**PROBLEM**
All lines from the line containing "pub mod config;" up to and including the last line of the entries must be written out exactly, with no others.

**DATA FOR THE TASK**
//! Infrastructure layer: ledger and owner adapters, the wallet engine, config.

pub mod config;
pub mod enrichment;
pub mod idempotency;
pub mod ledger_store;
pub mod owner_directory;
pub mod state_machine;
pub mod wallet_service;


pub use config::{AppConfig, ConfigError};
pub use enrichment::EnrichmentPipeline;
pub use idempotency::{IdempotencyGuard, PostingRequest};
pub use ledger_store::{InMemoryLedgerStore, LedgerEntry, LedgerStore, LedgerStoreError, PostgresLedgerStore};
pub use owner_directory::{
    InMemoryOwnerDirectory, OwnerDirectory, OwnerDirectoryError, PostgresOwnerDirectory,
};
pub use state_machine::{Reconciliation, WalletStateMachine};
pub use wallet_service::{DEFAULT_PAGE_SIZE, MAX_PAGE_SIZE, WalletPage, WalletService};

**RESULT**
pub mod config;
pub mod enrichment;
pub mod idempotency;
pub mod ledger_store;
pub mod owner_directory;
pub mod state_machine;
pub mod wallet_service;


pub use config::{AppConfig, ConfigError};
pub use enrichment::EnrichmentPipeline;
pub use idempotency::{IdempotencyGuard, PostingRequest};
pub use ledger_store::{InMemoryLedgerStore, LedgerEntry, LedgerStore, LedgerStoreError, PostgresLedgerStore};
pub use owner_directory::{
    InMemoryOwnerDirectory, OwnerDirectory, OwnerDirectoryError, PostgresOwnerDirectory,
};
pub use state_machine::{Reconciliation, WalletStateMachine};
pub use wallet_service::{DEFAULT_PAGE_SIZE, MAX_PAGE_SIZE, WalletPage, WalletService};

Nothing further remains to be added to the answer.